━━━ Data for the task
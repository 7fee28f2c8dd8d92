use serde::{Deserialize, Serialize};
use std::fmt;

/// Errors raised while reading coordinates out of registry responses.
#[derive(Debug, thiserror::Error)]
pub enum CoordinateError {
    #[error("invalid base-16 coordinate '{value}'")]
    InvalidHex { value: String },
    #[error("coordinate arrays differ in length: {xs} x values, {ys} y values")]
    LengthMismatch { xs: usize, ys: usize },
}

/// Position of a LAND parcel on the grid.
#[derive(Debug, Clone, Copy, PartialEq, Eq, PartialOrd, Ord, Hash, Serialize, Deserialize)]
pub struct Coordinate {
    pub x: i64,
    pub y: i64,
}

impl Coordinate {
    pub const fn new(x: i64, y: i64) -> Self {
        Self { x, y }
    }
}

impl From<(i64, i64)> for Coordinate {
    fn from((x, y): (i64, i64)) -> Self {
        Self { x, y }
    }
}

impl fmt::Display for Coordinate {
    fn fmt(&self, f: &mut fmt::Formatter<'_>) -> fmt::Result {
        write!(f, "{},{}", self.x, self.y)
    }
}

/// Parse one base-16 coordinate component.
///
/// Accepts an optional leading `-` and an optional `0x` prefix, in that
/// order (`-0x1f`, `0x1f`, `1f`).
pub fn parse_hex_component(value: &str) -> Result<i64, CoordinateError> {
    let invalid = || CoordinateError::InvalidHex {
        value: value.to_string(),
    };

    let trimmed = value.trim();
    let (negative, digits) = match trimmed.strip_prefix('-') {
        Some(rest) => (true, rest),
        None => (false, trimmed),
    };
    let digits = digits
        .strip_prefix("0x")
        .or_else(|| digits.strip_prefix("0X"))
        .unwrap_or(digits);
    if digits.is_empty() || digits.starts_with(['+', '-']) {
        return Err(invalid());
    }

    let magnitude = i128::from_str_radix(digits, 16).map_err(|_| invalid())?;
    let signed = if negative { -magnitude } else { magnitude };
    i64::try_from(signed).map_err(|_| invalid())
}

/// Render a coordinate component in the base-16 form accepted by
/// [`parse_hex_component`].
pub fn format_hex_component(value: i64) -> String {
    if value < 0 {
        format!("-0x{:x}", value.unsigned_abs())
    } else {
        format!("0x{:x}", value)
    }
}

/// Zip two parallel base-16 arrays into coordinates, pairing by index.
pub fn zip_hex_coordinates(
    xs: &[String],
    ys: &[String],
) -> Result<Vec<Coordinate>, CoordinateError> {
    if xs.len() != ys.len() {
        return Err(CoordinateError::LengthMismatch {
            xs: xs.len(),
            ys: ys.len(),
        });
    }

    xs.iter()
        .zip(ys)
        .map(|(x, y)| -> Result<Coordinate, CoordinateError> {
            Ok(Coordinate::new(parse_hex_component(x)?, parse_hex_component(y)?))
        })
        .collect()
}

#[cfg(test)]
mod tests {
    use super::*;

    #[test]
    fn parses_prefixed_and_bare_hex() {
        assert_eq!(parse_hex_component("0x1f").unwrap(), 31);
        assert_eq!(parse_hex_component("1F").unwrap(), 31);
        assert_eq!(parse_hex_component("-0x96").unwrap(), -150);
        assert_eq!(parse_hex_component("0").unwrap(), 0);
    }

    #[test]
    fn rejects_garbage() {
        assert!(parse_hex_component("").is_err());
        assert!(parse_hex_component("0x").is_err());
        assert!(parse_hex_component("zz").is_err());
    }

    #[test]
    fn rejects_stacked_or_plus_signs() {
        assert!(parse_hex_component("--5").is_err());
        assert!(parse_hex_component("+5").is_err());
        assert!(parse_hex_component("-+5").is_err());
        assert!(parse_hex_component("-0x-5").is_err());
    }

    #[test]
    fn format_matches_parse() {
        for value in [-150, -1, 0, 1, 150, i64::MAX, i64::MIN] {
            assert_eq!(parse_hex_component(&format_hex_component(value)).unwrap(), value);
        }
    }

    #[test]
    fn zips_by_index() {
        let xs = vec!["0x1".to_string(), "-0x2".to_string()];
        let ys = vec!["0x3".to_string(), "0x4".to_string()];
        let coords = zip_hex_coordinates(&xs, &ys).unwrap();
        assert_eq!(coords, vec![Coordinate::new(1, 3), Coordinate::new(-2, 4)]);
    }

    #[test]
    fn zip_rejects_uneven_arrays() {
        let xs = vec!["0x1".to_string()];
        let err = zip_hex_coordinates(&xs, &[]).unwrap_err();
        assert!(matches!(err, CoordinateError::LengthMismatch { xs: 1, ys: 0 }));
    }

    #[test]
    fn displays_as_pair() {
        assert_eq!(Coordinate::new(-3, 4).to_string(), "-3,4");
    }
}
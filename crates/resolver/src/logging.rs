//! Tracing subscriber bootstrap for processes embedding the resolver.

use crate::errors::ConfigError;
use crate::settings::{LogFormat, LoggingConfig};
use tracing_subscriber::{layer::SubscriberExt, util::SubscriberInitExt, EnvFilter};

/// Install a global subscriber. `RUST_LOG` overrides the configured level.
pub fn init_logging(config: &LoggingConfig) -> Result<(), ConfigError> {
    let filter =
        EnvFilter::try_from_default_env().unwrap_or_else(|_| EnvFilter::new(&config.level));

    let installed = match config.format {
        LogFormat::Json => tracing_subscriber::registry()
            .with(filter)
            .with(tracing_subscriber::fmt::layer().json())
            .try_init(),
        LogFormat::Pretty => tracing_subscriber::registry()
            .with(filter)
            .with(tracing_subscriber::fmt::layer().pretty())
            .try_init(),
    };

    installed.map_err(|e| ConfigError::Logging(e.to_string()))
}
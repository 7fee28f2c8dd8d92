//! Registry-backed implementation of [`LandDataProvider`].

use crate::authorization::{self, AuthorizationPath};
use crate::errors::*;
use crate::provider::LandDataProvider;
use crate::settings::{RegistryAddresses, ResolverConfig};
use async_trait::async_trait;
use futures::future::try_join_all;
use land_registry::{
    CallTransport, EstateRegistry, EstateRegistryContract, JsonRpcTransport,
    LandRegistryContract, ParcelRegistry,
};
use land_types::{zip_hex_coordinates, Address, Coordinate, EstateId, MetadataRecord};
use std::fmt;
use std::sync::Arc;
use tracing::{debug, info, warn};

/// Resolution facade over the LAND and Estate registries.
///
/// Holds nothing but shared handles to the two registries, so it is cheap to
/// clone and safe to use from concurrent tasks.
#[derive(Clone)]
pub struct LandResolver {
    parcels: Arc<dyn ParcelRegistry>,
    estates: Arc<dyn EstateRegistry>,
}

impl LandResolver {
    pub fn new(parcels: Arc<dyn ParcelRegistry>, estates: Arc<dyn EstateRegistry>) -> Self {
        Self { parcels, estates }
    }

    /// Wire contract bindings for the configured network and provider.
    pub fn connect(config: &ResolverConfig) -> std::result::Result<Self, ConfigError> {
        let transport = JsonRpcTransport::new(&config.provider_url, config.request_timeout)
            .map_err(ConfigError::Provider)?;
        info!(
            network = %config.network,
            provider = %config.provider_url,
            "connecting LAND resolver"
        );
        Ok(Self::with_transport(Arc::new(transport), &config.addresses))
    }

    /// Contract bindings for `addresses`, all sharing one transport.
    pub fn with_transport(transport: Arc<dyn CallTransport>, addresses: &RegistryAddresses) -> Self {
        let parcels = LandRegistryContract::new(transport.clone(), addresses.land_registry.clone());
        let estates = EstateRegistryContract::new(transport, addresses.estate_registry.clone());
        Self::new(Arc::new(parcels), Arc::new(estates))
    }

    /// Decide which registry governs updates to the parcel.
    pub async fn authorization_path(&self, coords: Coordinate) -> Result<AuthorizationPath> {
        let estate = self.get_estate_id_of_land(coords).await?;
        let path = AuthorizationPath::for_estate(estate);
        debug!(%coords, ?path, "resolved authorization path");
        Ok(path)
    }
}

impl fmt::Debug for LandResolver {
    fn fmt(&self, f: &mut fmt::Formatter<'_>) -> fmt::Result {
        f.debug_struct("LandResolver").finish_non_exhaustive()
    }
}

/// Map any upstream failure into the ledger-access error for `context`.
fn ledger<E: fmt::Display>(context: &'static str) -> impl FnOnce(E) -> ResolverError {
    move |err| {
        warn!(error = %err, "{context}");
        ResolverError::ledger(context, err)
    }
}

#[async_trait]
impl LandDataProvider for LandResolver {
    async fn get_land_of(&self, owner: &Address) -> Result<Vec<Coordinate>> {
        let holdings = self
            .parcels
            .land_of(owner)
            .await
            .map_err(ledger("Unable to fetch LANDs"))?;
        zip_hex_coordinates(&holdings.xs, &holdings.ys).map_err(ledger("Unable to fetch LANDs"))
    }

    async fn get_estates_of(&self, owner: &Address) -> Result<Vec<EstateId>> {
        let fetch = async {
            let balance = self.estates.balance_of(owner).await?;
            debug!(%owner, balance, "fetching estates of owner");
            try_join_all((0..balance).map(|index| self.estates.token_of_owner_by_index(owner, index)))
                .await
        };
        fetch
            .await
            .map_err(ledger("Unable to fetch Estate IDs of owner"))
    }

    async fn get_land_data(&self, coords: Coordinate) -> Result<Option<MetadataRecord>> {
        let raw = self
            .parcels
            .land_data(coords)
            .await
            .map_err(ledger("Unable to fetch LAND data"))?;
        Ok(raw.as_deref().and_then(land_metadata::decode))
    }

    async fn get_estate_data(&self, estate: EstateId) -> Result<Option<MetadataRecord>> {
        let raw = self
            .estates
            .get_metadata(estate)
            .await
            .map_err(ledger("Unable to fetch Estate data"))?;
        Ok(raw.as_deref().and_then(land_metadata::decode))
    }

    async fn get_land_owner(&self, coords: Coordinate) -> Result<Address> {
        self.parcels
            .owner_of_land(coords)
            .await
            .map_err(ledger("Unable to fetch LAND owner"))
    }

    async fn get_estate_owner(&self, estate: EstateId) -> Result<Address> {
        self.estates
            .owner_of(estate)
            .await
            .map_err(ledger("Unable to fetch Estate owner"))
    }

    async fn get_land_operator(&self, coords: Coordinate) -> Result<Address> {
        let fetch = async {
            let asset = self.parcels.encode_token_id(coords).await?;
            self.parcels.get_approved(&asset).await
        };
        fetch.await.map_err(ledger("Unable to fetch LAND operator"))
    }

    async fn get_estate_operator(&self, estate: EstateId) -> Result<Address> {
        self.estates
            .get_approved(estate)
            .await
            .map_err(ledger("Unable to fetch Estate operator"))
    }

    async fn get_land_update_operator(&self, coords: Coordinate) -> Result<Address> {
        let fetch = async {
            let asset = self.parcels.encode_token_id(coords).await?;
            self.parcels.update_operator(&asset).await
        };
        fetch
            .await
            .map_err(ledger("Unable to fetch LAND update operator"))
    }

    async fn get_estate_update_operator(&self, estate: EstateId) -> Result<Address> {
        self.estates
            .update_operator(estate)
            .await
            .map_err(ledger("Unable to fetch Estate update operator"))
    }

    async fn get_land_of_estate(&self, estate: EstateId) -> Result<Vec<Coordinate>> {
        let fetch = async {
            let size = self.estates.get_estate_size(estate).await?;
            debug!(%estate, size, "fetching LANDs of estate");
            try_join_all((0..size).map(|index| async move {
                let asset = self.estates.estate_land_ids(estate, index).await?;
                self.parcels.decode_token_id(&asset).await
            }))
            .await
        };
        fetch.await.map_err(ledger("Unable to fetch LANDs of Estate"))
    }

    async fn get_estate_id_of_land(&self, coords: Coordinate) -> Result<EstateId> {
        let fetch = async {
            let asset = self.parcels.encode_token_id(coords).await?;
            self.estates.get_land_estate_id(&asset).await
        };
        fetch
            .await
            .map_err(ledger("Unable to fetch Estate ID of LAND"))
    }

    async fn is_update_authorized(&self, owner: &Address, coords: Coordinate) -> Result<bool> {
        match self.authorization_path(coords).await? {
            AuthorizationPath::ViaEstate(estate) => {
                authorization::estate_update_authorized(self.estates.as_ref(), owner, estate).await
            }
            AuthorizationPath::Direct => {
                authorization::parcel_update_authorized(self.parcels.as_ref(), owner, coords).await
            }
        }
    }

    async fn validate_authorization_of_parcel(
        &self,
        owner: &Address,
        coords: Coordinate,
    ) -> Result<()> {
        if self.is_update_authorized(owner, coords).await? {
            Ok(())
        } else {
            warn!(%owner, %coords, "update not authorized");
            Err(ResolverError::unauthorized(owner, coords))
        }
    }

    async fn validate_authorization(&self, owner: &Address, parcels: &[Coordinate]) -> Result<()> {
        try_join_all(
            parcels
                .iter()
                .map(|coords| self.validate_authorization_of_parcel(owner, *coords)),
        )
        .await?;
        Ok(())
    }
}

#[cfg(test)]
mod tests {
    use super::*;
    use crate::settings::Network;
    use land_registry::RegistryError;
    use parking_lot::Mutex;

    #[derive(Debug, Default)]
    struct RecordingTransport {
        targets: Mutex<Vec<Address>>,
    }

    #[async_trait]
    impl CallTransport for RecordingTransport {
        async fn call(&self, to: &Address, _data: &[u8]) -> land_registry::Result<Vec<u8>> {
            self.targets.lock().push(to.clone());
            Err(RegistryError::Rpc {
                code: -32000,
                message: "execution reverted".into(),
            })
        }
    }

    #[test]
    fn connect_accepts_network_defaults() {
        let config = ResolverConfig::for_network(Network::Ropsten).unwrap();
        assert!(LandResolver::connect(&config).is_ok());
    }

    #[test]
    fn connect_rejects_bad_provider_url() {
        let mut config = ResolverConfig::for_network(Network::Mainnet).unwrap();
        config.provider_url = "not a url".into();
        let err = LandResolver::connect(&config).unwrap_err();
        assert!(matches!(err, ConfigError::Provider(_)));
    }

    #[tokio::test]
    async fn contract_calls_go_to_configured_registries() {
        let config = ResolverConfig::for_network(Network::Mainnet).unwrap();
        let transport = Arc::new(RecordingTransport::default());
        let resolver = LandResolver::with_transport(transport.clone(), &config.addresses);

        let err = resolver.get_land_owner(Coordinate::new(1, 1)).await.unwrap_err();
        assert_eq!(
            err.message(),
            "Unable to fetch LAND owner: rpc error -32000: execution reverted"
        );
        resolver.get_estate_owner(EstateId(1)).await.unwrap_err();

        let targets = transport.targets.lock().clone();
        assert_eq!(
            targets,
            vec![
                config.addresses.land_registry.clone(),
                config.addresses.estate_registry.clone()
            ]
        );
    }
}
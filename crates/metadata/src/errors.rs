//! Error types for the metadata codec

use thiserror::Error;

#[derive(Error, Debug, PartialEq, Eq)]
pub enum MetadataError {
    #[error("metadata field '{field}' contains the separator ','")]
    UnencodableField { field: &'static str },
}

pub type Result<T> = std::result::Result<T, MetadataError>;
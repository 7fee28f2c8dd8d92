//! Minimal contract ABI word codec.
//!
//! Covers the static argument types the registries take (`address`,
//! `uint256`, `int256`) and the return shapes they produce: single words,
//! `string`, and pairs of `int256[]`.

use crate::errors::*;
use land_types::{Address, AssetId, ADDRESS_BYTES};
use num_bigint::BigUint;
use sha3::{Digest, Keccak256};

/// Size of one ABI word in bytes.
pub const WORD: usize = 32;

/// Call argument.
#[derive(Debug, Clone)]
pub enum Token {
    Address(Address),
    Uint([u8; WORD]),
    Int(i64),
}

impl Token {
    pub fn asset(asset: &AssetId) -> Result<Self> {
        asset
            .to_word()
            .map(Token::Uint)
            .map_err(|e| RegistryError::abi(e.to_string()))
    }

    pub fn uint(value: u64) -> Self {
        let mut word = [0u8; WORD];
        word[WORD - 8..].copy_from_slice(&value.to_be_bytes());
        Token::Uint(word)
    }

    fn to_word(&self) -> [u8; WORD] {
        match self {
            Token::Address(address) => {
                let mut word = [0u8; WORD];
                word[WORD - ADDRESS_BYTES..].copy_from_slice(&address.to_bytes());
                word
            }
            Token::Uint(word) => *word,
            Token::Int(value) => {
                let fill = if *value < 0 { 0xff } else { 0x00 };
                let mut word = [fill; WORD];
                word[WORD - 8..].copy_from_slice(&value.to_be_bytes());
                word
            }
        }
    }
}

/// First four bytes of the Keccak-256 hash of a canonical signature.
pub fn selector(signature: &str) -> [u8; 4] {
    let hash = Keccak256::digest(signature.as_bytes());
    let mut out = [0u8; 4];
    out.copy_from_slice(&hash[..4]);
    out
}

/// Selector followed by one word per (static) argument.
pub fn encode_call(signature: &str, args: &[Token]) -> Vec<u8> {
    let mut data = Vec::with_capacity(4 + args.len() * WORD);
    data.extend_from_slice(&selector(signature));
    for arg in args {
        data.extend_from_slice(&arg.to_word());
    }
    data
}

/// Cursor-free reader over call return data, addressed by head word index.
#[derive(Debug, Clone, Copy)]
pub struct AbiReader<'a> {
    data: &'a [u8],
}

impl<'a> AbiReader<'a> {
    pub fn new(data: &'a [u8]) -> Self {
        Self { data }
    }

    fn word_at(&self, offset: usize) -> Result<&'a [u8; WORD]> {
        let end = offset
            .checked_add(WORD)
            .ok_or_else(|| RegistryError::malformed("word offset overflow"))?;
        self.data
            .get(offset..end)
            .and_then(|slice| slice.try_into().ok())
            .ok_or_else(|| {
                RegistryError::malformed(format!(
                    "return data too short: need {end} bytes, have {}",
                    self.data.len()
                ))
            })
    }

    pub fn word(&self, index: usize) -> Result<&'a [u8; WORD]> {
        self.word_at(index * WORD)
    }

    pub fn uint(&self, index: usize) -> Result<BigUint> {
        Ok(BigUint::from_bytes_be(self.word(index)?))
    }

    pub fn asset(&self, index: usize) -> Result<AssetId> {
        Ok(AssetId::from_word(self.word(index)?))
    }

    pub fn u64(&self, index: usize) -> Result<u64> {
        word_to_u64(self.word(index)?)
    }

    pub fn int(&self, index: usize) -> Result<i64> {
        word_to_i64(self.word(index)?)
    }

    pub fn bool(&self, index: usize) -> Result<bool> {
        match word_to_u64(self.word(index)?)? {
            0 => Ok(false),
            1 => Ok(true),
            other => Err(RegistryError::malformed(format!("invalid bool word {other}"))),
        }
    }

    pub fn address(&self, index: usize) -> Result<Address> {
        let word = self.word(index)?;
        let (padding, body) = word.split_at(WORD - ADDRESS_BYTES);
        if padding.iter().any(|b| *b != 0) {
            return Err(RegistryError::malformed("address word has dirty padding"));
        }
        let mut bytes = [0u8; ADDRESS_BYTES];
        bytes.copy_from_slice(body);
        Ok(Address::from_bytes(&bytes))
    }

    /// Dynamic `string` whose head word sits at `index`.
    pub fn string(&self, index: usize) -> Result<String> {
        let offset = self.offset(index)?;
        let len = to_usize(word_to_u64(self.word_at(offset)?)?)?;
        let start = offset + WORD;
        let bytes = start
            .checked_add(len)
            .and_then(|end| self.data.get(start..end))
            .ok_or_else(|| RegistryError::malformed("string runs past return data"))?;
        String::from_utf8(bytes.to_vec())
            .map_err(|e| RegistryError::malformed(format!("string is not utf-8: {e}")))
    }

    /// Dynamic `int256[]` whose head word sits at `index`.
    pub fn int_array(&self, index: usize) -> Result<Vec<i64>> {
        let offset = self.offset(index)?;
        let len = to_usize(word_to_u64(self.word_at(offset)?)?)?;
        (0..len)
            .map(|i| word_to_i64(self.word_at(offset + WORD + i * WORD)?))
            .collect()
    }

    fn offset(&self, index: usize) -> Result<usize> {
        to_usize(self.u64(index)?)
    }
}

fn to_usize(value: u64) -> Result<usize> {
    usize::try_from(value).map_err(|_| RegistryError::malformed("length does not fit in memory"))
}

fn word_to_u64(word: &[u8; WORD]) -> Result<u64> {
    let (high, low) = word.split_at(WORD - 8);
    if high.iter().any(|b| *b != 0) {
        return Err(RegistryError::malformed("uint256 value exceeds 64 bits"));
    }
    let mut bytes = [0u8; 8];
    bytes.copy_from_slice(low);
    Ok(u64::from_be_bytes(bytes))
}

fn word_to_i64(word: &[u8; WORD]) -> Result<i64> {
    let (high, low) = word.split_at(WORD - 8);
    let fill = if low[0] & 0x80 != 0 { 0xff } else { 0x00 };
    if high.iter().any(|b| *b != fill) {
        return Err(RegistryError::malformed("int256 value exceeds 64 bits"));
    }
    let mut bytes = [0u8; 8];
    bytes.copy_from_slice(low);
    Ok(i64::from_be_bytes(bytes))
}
━━━━━━
Goal of the exercise:
Only the lines above from the one with "if padding.iter().any(|b| *b" through the one with "String::from_utf8(bytes.to_vec())" should be duplicated, character for character.

Written response:
        if padding.iter().any(|b| *b != 0) {
            return Err(RegistryError::malformed("address word has dirty padding"));
        }
        let mut bytes = [0u8; ADDRESS_BYTES];
        bytes.copy_from_slice(body);
        Ok(Address::from_bytes(&bytes))
    }

    /// Dynamic `string` whose head word sits at `index`.
    pub fn string(&self, index: usize) -> Result<String> {
        let offset = self.offset(index)?;
        let len = to_usize(word_to_u64(self.word_at(offset)?)?)?;
        let start = offset + WORD;
        let bytes = start
            .checked_add(len)
            .and_then(|end| self.data.get(start..end))
            .ok_or_else(|| RegistryError::malformed("string runs past return data"))?;
        String::from_utf8(bytes.to_vec())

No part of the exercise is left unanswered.